Discover more inspiring creative biographies and autobiographies from history’s most creative minds.

Belonging: The Science of Creating Connection and Bridging Divides by Geoffrey L. Cohen is a new book coming this fall that explores groundbreaking research on myriad problems of communal existence and offers concrete solutions for improving daily life.

We live in enormously divisive times. How did we become so alienated? Why is our sense of belonging so undermined? What if there were a set of science-backed techniques for navigating modern social life that could help us overcome our differences, create empathy, and forge lasting connections even across divides?

In Belonging, Cohen shares how small acts can establish connections and other practices that Cohen defines as “situation-crafting” that have been shown to lessen political polarization, improve motivation and performance in school and work, combat racism in our communities, enhance health and well-being, and unleash the potential in ourselves and our relationships. 

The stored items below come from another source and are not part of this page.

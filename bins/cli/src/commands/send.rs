//! Send command handler: synchronous dispatch, bypassing the queue.

use super::support::{build_adapters, build_config, collect_scoped_env, parse_overrides};
use crate::error::{CliError, ExitCode};
use crate::format::OutputMode;
use crate::{CliOutput, format_error_output, infra_exit_code};
use notifyhub_facade::Client;
use std::path::Path;

/// Run the send command: validate `input_json`, dispatch it through every
/// adapter its targets resolve to, and print the aggregated receipt.
pub async fn run_send(mode: OutputMode, input_json: &str, config_path: Option<&Path>, overrides_json: Option<&str>) -> Result<CliOutput, CliError> {
    let overrides = parse_overrides(overrides_json)?;
    let env = collect_scoped_env("NOTIFYHUB_");

    let message = match notifyhub_facade::validate_send_message_request_json(input_json) {
        Ok(message) => message,
        Err(error) => return Ok(format_error_output(mode, &error, infra_exit_code(&error))),
    };

    let config = match build_config(config_path, overrides.as_ref()) {
        Ok(config) => config,
        Err(error) => return Ok(format_error_output(mode, &error, infra_exit_code(&error))),
    };
    let adapters = match build_adapters(&env) {
        Ok(adapters) => adapters,
        Err(error) => return Ok(format_error_output(mode, &error, infra_exit_code(&error))),
    };

    let client = Client::new(&config, adapters);
    let receipt = match client.send(&message).await {
        Ok(receipt) => receipt,
        Err(error) => return Ok(format_error_output(mode, &error, infra_exit_code(&error))),
    };
    let dto = notifyhub_facade::receipt_to_api_v1(&receipt);

    let stdout = if mode.is_ndjson() {
        let mut out = serde_json::to_string(&serde_json::json!({
            "type": "summary",
            "status": "ok",
            "kind": "send",
            "receipt": dto,
        }))?;
        out.push('\n');
        out
    } else if mode.is_json() {
        let mut out = serde_json::to_string_pretty(&serde_json::json!({
            "status": "ok",
            "receipt": dto,
        }))?;
        out.push('\n');
        out
    } else {
        format!(
            "status: ok\nmessageId: {}\nreceiptStatus: {:?}\ntotal: {}\nsuccessful: {}\nfailed: {}\n",
            dto.message_id, dto.status, dto.total, dto.successful, dto.failed
        )
    };

    Ok(CliOutput {
        stdout,
        stderr: String::new(),
        exit_code: ExitCode::Ok,
    })
}
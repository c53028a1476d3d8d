//! Lookup table from [`BatchId`] to its [`BatchHandle`], so a worker handling
//! one child of a batch can find the batch to report progress against
//! without the [`crate::queue_item::QueueItem`] owning a reference cycle.

use crate::handle::BatchHandle;
use notifyhub_domain::BatchId;
use std::collections::HashMap;
use std::sync::Arc;
use tokio::sync::Mutex;

/// Bounded `BatchId -> Arc<BatchHandle>` table.
pub struct BatchRegistry {
    entries: Mutex<HashMap<BatchId, Arc<BatchHandle>>>,
}

impl BatchRegistry {
    /// Create an empty registry.
    #[must_use]
    pub fn new() -> Self {
        Self {
            entries: Mutex::new(HashMap::new()),
        }
    }

    /// Register a batch handle.
    pub async fn register(&self, batch: Arc<BatchHandle>) {
        self.entries.lock().await.insert(batch.batch_id().clone(), batch);
    }

    /// Look up a batch handle by id.
    pub async fn get(&self, batch_id: &BatchId) -> Option<Arc<BatchHandle>> {
        self.entries.lock().await.get(batch_id).cloned()
    }

    /// Remove a batch once it has reached its terminal state.
    pub async fn remove(&self, batch_id: &BatchId) -> Option<Arc<BatchHandle>> {
        self.entries.lock().await.remove(batch_id)
    }

    /// Number of batches currently tracked.
    pub async fn len(&self) -> usize {
        self.entries.lock().await.len()
    }
}

impl Default for BatchRegistry {
    fn default() -> Self {
        Self::new()
    }
}
async fn record_dead_letter(inner: &Arc<Inner>, kind: CallbackKind, key: String, attempts: u32) {
    let mut dead_letter = inner.dead_letter.lock().await;
    if dead_letter.len() >= inner.config.dead_letter_capacity {
        dead_letter.pop_front();
    }
    dead_letter.push_back(DeadLetter { kind, key, attempts, recorded_at: Instant::now() });
}

async fn retry_consumer_loop(inner: Arc<Inner>) {
    loop {
        let pending = match inner.retry_queue.dequeue(&inner.cancel).await {
            Ok(pending) => pending,
            Err(_closed_or_cancelled) => return,
        };
        run_execution(&inner, pending.execution_id, pending.job, pending.key, pending.attempt).await;
    }
}
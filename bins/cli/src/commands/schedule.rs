//! Schedule command handler: asynchronous dispatch through the queue.

use super::support::{build_adapters, build_config, collect_scoped_env, parse_overrides};
use crate::error::{CliError, ExitCode};
use crate::format::OutputMode;
use crate::{CliOutput, format_error_output, infra_exit_code};
use notifyhub_facade::Client;
use notifyhub_shared::CancellationToken;
use std::path::Path;
use std::time::Duration;

/// Run the schedule command: validate `input_json`, enqueue it for
/// asynchronous delivery, and either return immediately with the pending
/// handle's message id or, when `wait_ms` is set, block until the handle
/// reaches a terminal state or the wait window elapses.
pub async fn run_schedule(
    mode: OutputMode,
    input_json: &str,
    config_path: Option<&Path>,
    overrides_json: Option<&str>,
    wait_ms: Option<u64>,
) -> Result<CliOutput, CliError> {
    let overrides = parse_overrides(overrides_json)?;
    let env = collect_scoped_env("NOTIFYHUB_");

    let message = match notifyhub_facade::validate_send_message_request_json(input_json) {
        Ok(message) => message,
        Err(error) => return Ok(format_error_output(mode, &error, infra_exit_code(&error))),
    };

    let config = match build_config(config_path, overrides.as_ref()) {
        Ok(config) => config,
        Err(error) => return Ok(format_error_output(mode, &error, infra_exit_code(&error))),
    };
    let adapters = match build_adapters(&env) {
        Ok(adapters) => adapters,
        Err(error) => return Ok(format_error_output(mode, &error, infra_exit_code(&error))),
    };

    let client = Client::new(&config, adapters);
    client.start().await;

    let handle = match client.schedule(message, notifyhub_app::AsyncOption::default()).await {
        Ok(handle) => handle,
        Err(error) => {
            let _ = client.stop(Duration::from_millis(500)).await;
            return Ok(format_error_output(mode, &error, infra_exit_code(&error)));
        },
    };
    let message_id = handle.message_id().as_str().to_string();

    let stdout = if let Some(wait_ms) = wait_ms {
        let deadline = CancellationToken::new();
        let deadline_for_sleep = deadline.clone();
        tokio::spawn(async move {
            tokio::time::sleep(Duration::from_millis(wait_ms)).await;
            deadline_for_sleep.cancel();
        });

        match handle.wait(Some(&deadline)).await {
            Ok(receipt) => {
                let dto = notifyhub_facade::receipt_to_api_v1(&receipt);
                render_terminal(mode, &message_id, &dto)?
            },
            Err(error) => {
                let _ = client.stop(Duration::from_millis(500)).await;
                return Ok(format_error_output(mode, &error, infra_exit_code(&error)));
            },
        }
    } else {
        render_pending(mode, &message_id)?
    };

    client.stop(Duration::from_millis(2000)).await.map_err(|_error| CliError::InvalidInput("worker pool drain timed out".to_string()))?;

    Ok(CliOutput {
        stdout,
        stderr: String::new(),
        exit_code: ExitCode::Ok,
    })
}

fn render_pending(mode: OutputMode, message_id: &str) -> Result<String, CliError> {
    Ok(if mode.is_ndjson() {
        let mut out = serde_json::to_string(&serde_json::json!({
            "type": "summary",
            "status": "ok",
            "kind": "schedule",
            "messageId": message_id,
            "state": "pending",
        }))?;
        out.push('\n');
        out
    } else if mode.is_json() {
        let mut out = serde_json::to_string_pretty(&serde_json::json!({
            "status": "ok",
            "messageId": message_id,
            "state": "pending",
        }))?;
        out.push('\n');
        out
    } else {
        format!("status: ok\nmessageId: {message_id}\nstate: pending\n")
    })
}

fn render_terminal(mode: OutputMode, message_id: &str, receipt: &notifyhub_facade::ApiV1ReceiptDto) -> Result<String, CliError> {
    Ok(if mode.is_ndjson() {
        let mut out = serde_json::to_string(&serde_json::json!({
            "type": "summary",
            "status": "ok",
            "kind": "schedule",
            "messageId": message_id,
            "receipt": receipt,
        }))?;
        out.push('\n');
        out
    } else if mode.is_json() {
        let mut out = serde_json::to_string_pretty(&serde_json::json!({
            "status": "ok",
            "messageId": message_id,
            "receipt": receipt,
        }))?;
        out.push('\n');
        out
    } else {
        format!(
            "status: ok\nmessageId: {}\nreceiptStatus: {:?}\ntotal: {}\nsuccessful: {}\nfailed: {}\n",
            message_id, receipt.status, receipt.total, receipt.successful, receipt.failed
        )
    })
}
//! Integration tests for shared error propagation.

use notifyhub_shared::{ErrorCode, ErrorEnvelope, UnexpectedError, normalize_unexpected_error};
use notifyhub_testkit::errors::{cancelled_error, timeout_error};

#[test]
fn error_envelope_crosses_crates() {
    let timeout = timeout_error();
    assert_eq!(timeout.code, ErrorCode::timeout());

    let boxed: Box<dyn std::error::Error> = Box::new(timeout);
    let description = boxed.to_string();
    assert!(description.contains("timeout"));

    let cancelled = cancelled_error();
    assert!(cancelled.is_cancelled());
}

#[test]
fn normalize_unexpected_error_is_available() {
    let envelope = normalize_unexpected_error(UnexpectedError::message("boom"));
    assert_eq!(envelope.code, ErrorCode::internal());
    assert_eq!(envelope.kind, notifyhub_shared::ErrorKind::Unexpected);

    let io_error = std::io::Error::new(std::io::ErrorKind::TimedOut, "timeout");
    let envelope = normalize_unexpected_error(UnexpectedError::error(io_error));
    assert_eq!(envelope.code, ErrorCode::timeout());
}

#[test]
fn error_envelope_constructors_work() {
    let expected = ErrorEnvelope::expected(ErrorCode::invalid_input(), "bad input");
    assert_eq!(expected.kind, notifyhub_shared::ErrorKind::Expected);
}

#[test]
fn notifyhub_specific_error_fixtures_round_trip() {
    use notifyhub_shared::ErrorClass;
    use notifyhub_testkit::errors::{adapter_error, no_targets_error, queue_closed_error, queue_full_error};

    assert_eq!(queue_closed_error().code, ErrorCode::queue_closed());
    assert_eq!(queue_full_error().code, ErrorCode::queue_full());
    assert_eq!(no_targets_error().code, ErrorCode::no_targets());
    assert_eq!(adapter_error().class, ErrorClass::Retriable);
}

Magnificent Rebels: The First Romantics and the Invention of the Self by Andrea Wulf is an inspiring book to add to your fall reading list that explores the creativity and radical ideas of a group of poets, novelists, philosophers, and artists who launched the Romanticism movement.

From the best-selling author of The Invention of Nature comes an exhilarating story that explores the extremely modern tension between the dangers of selfishness and the thrilling possibilities of free will. The French revolutionaries may have changed the political landscape of Europe, but the young Romantics incited a revolution of the mind that transformed our world forever.

Discipline Is Destiny: The Power of Self-Control by Ryan Holiday is sure to be another New York Times best-selling book. Like his previous books that cover different Stoic virtues, Holiday explores the importance of self-discipline. 

In Discipline Is Destiny, Holiday draws on the stories of historical figures we can emulate as pillars of self-discipline, including Lou Gehrig, Queen Elizabeth II, Toni Morrison, and John Wooden. Readers will learn the Golden Mean from Aristotle, establishing the idea that virtue is usually the midpoint between two excesses, and will discover the true meaning of ambition from Marcus Aurelius. 

Lighter: Let Go of the Past, Connect with the Present, and Expand the Future by Yung Pueblo is a radically compassionate plan for turning inward and lifting the heaviness that prevents us from healing ourselves and the world. Sure to be another best-seller, Lighter is a must for any fall reading list.

Yung Pueblo is a New York Times bestselling author and inspiring creative writer that has explored many areas of creative living and healing. In Lighter, he demonstrates how we can all move forward in our healing, from learning self-compassion to letting go to becoming emotionally mature. He hopes that as more of us heal, our actions will become more intentional, our decisions will become more compassionate, our thinking will become clearer, and the future will become brighter.

Visual Thinking: The Hidden Gifts of People Who Think in Pictures, Patterns, and Abstractions by Temple Grandin Ph.D. is a new book to add to your creative reading list this fall that reveals, celebrates, and advocates for the special minds and contributions of visual thinkers.

Grandin draws on cutting-edge research and examples to better understand visual thinking and proposes new approaches to educating, parenting, employing, and collaborating with visual thinkers.

In a highly competitive world, this important book helps us see, that we need every creative mind on board.

Novelist as a Vocation by Haruki Murakami is a charmingly idiosyncratic look at writing, creativity, and the author’s own novels.

In this engaging book, the internationally best-selling author and famously reclusive writer shares what he thinks about being a novelist; his thoughts on the role of the novel in our society; his origins as a writer; and his musings on the sparks of creativity that inspire other writers, artists, and musicians. 

Readers who have long wondered where the mysterious novelist gets his ideas and what inspires his strangely surreal worlds will be fascinated by this highly personal look at the craft of writing.